++++ Data in this exercise
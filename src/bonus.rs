// ✖️ Reward Bonus - ranked multiplier table + absolute cap
//
// Multipliers are data, not an if/else chain: each rule names an effect code,
// a multiplier (in percent) and a rank. The highest-ranked rule whose effect
// the player currently holds is the ONLY one applied; classes never stack.
// Blessings (role-based) add a flat percentage on top.
//
//   raw     = floor(base * pct / 100)
//   awarded = min(raw, cap)        only when pct > 100
//
// Preview and grant must both go through `BonusTable::apply`.

use crate::player::PlayerAggregate;
use anyhow::{Context as AnyhowContext, Result};
use chrono::{DateTime, Utc};
use serde::{Deserialize, Serialize};
use std::fs;
use std::path::Path;

const BASE_PCT: u32 = 100;

// ============================================================================
// RULES
// ============================================================================

#[derive(Debug, Clone, PartialEq, Serialize, Deserialize)]
pub struct MultiplierRule {
    /// Buff effect code this rule reacts to
    pub effect_code: String,

    /// 300 = 3x
    pub multiplier_pct: u32,

    /// Higher rank wins when several effects are held
    pub rank: u32,

    #[serde(default)]
    pub description: Option<String>,
}

impl MultiplierRule {
    pub fn new(effect_code: &str, multiplier_pct: u32, rank: u32) -> Self {
        MultiplierRule {
            effect_code: effect_code.to_string(),
            multiplier_pct,
            rank,
            description: None,
        }
    }
}

/// Flat bonus for holders of a role, added to whichever multiplier applies
#[derive(Debug, Clone, PartialEq, Serialize, Deserialize)]
pub struct Blessing {
    pub role: String,
    pub bonus_pct: u32,
}

#[derive(Debug, Clone, Default, Serialize, Deserialize)]
struct BonusTableFile {
    #[serde(default)]
    rules: Vec<MultiplierRule>,
    #[serde(default)]
    blessings: Vec<Blessing>,
}

// ============================================================================
// BONUS BREAKDOWN
// ============================================================================

#[derive(Debug, Clone, PartialEq, Serialize)]
pub struct BonusBreakdown {
    pub base: i64,
    pub multiplier_pct: u32,
    /// Effect that selected the multiplier, if any
    pub effect_code: Option<String>,
    pub raw: i64,
    pub awarded: i64,
    pub capped: bool,
}

impl BonusBreakdown {
    fn unchanged(base: i64) -> Self {
        BonusBreakdown {
            base,
            multiplier_pct: BASE_PCT,
            effect_code: None,
            raw: base,
            awarded: base,
            capped: false,
        }
    }

    pub fn is_boosted(&self) -> bool {
        self.multiplier_pct > BASE_PCT
    }

    /// Log tag, e.g. " [bonus 3x]" or " [bonus 2.5x, capped]"
    pub fn tag(&self) -> String {
        if !self.is_boosted() {
            return String::new();
        }
        let factor = self.multiplier_pct as f64 / 100.0;
        if self.capped {
            format!(" [bonus {}x, capped]", factor)
        } else {
            format!(" [bonus {}x]", factor)
        }
    }
}

// ============================================================================
// BONUS TABLE
// ============================================================================

#[derive(Debug, Clone)]
pub struct BonusTable {
    /// Sorted by rank, highest first
    rules: Vec<MultiplierRule>,
    blessings: Vec<Blessing>,
}

impl BonusTable {
    pub fn new(mut rules: Vec<MultiplierRule>, blessings: Vec<Blessing>) -> Self {
        rules.sort_by(|a, b| b.rank.cmp(&a.rank));
        BonusTable { rules, blessings }
    }

    /// Load rules and blessings from a JSON file
    pub fn from_file<P: AsRef<Path>>(path: P) -> Result<Self> {
        let content = fs::read_to_string(path.as_ref())
            .with_context(|| format!("Failed to read bonus table: {:?}", path.as_ref()))?;

        let file: BonusTableFile =
            serde_json::from_str(&content).context("Failed to parse bonus table JSON")?;

        Ok(BonusTable::new(file.rules, file.blessings))
    }

    pub fn rules(&self) -> &[MultiplierRule] {
        &self.rules
    }

    /// The single best multiplier rule the player currently holds
    pub fn best_rule(&self, player: &PlayerAggregate, now: DateTime<Utc>) -> Option<&MultiplierRule> {
        self.rules.iter().find(|rule| {
            player
                .buffs_active_at(now)
                .any(|buff| buff.effect_code == rule.effect_code)
        })
    }

    /// Final amount for a reward of `base`, with the full breakdown
    pub fn apply(
        &self,
        base: i64,
        player: &PlayerAggregate,
        cap: i64,
        now: DateTime<Utc>,
    ) -> BonusBreakdown {
        // Fines and zero grants are never multiplied
        if base <= 0 {
            return BonusBreakdown::unchanged(base);
        }

        let rule = self.best_rule(player, now);
        let blessing_pct: u32 = self
            .blessings
            .iter()
            .filter(|b| player.has_role(&b.role))
            .map(|b| b.bonus_pct)
            .sum();
        let multiplier_pct = rule.map_or(BASE_PCT, |r| r.multiplier_pct) + blessing_pct;

        // The cap bounds buffed rewards only
        if multiplier_pct <= BASE_PCT {
            return BonusBreakdown::unchanged(base);
        }

        let raw = base.saturating_mul(i64::from(multiplier_pct)) / i64::from(BASE_PCT);
        let awarded = raw.min(cap);

        BonusBreakdown {
            base,
            multiplier_pct,
            effect_code: rule.map(|r| r.effect_code.clone()),
            raw,
            awarded,
            capped: awarded < raw,
        }
    }

    /// Shortcut when only the number is needed
    pub fn award(&self, base: i64, player: &PlayerAggregate, cap: i64, now: DateTime<Utc>) -> i64 {
        self.apply(base, player, cap, now).awarded
    }
}

impl Default for BonusTable {
    /// Tripler beats doubler; the merlin blessing adds half a multiplier
    fn default() -> Self {
        BonusTable::new(
            vec![
                MultiplierRule::new("TRIPLICADOR", 300, 30),
                MultiplierRule::new("DOBRADOR", 200, 20),
                MultiplierRule::new("DUPLICADOR", 200, 20),
            ],
            vec![Blessing {
                role: "merlin_blessing".to_string(),
                bonus_pct: 50,
            }],
        )
    }
}

// ============================================================================
// TESTS
// ============================================================================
++++++++
▶ What to produce
The response should consist of all the entries, reproduced word for word.

▶ Answer to the problem
filename src/bonus.rs
// ✖️ Reward Bonus - ranked multiplier table + absolute cap
//
// Multipliers are data, not an if/else chain: each rule names an effect code,
// a multiplier (in percent) and a rank. The highest-ranked rule whose effect
// the player currently holds is the ONLY one applied; classes never stack.
// Blessings (role-based) add a flat percentage on top.
//
//   raw     = floor(base * pct / 100)
//   awarded = min(raw, cap)        only when pct > 100
//
// Preview and grant must both go through `BonusTable::apply`.

use crate::player::PlayerAggregate;
use anyhow::{Context as AnyhowContext, Result};
use chrono::{DateTime, Utc};
use serde::{Deserialize, Serialize};
use std::fs;
use std::path::Path;

const BASE_PCT: u32 = 100;

// ============================================================================
// RULES
// ============================================================================

#[derive(Debug, Clone, PartialEq, Serialize, Deserialize)]
pub struct MultiplierRule {
    /// Buff effect code this rule reacts to
    pub effect_code: String,

    /// 300 = 3x
    pub multiplier_pct: u32,

    /// Higher rank wins when several effects are held
    pub rank: u32,

    #[serde(default)]
    pub description: Option<String>,
}

impl MultiplierRule {
    pub fn new(effect_code: &str, multiplier_pct: u32, rank: u32) -> Self {
        MultiplierRule {
            effect_code: effect_code.to_string(),
            multiplier_pct,
            rank,
            description: None,
        }
    }
}

/// Flat bonus for holders of a role, added to whichever multiplier applies
#[derive(Debug, Clone, PartialEq, Serialize, Deserialize)]
pub struct Blessing {
    pub role: String,
    pub bonus_pct: u32,
}

#[derive(Debug, Clone, Default, Serialize, Deserialize)]
struct BonusTableFile {
    #[serde(default)]
    rules: Vec<MultiplierRule>,
    #[serde(default)]
    blessings: Vec<Blessing>,
}

// ============================================================================
// BONUS BREAKDOWN
// ============================================================================

#[derive(Debug, Clone, PartialEq, Serialize)]
pub struct BonusBreakdown {
    pub base: i64,
    pub multiplier_pct: u32,
    /// Effect that selected the multiplier, if any
    pub effect_code: Option<String>,
    pub raw: i64,
    pub awarded: i64,
    pub capped: bool,
}

impl BonusBreakdown {
    fn unchanged(base: i64) -> Self {
        BonusBreakdown {
            base,
            multiplier_pct: BASE_PCT,
            effect_code: None,
            raw: base,
            awarded: base,
            capped: false,
        }
    }

    pub fn is_boosted(&self) -> bool {
        self.multiplier_pct > BASE_PCT
    }

    /// Log tag, e.g. " [bonus 3x]" or " [bonus 2.5x, capped]"
    pub fn tag(&self) -> String {
        if !self.is_boosted() {
            return String::new();
        }
        let factor = self.multiplier_pct as f64 / 100.0;
        if self.capped {
            format!(" [bonus {}x, capped]", factor)
        } else {
            format!(" [bonus {}x]", factor)
        }
    }
}

// ============================================================================
// BONUS TABLE
// ============================================================================

#[derive(Debug, Clone)]
pub struct BonusTable {
    /// Sorted by rank, highest first
    rules: Vec<MultiplierRule>,
    blessings: Vec<Blessing>,
}

impl BonusTable {
    pub fn new(mut rules: Vec<MultiplierRule>, blessings: Vec<Blessing>) -> Self {
        rules.sort_by(|a, b| b.rank.cmp(&a.rank));
        BonusTable { rules, blessings }
    }

    /// Load rules and blessings from a JSON file
    pub fn from_file<P: AsRef<Path>>(path: P) -> Result<Self> {
        let content = fs::read_to_string(path.as_ref())
            .with_context(|| format!("Failed to read bonus table: {:?}", path.as_ref()))?;

        let file: BonusTableFile =
            serde_json::from_str(&content).context("Failed to parse bonus table JSON")?;

        Ok(BonusTable::new(file.rules, file.blessings))
    }

    pub fn rules(&self) -> &[MultiplierRule] {
        &self.rules
    }

    /// The single best multiplier rule the player currently holds
    pub fn best_rule(&self, player: &PlayerAggregate, now: DateTime<Utc>) -> Option<&MultiplierRule> {
        self.rules.iter().find(|rule| {
            player
                .buffs_active_at(now)
                .any(|buff| buff.effect_code == rule.effect_code)
        })
    }

    /// Final amount for a reward of `base`, with the full breakdown
    pub fn apply(
        &self,
        base: i64,
        player: &PlayerAggregate,
        cap: i64,
        now: DateTime<Utc>,
    ) -> BonusBreakdown {
        // Fines and zero grants are never multiplied
        if base <= 0 {
            return BonusBreakdown::unchanged(base);
        }

        let rule = self.best_rule(player, now);
        let blessing_pct: u32 = self
            .blessings
            .iter()
            .filter(|b| player.has_role(&b.role))
            .map(|b| b.bonus_pct)
            .sum();
        let multiplier_pct = rule.map_or(BASE_PCT, |r| r.multiplier_pct) + blessing_pct;

        // The cap bounds buffed rewards only
        if multiplier_pct <= BASE_PCT {
            return BonusBreakdown::unchanged(base);
        }

        let raw = base.saturating_mul(i64::from(multiplier_pct)) / i64::from(BASE_PCT);
        let awarded = raw.min(cap);

        BonusBreakdown {
            base,
            multiplier_pct,
            effect_code: rule.map(|r| r.effect_code.clone()),
            raw,
            awarded,
            capped: awarded < raw,
        }
    }

    /// Shortcut when only the number is needed
    pub fn award(&self, base: i64, player: &PlayerAggregate, cap: i64, now: DateTime<Utc>) -> i64 {
        self.apply(base, player, cap, now).awarded
    }
}

impl Default for BonusTable {
    /// Tripler beats doubler; the merlin blessing adds half a multiplier
    fn default() -> Self {
        BonusTable::new(
            vec![
                MultiplierRule::new("TRIPLICADOR", 300, 30),
                MultiplierRule::new("DOBRADOR", 200, 20),
                MultiplierRule::new("DUPLICADOR", 200, 20),
            ],
            vec![Blessing {
                role: "merlin_blessing".to_string(),
                bonus_pct: 50,
            }],
        )
    }
}

// ============================================================================
// TESTS
// ============================================================================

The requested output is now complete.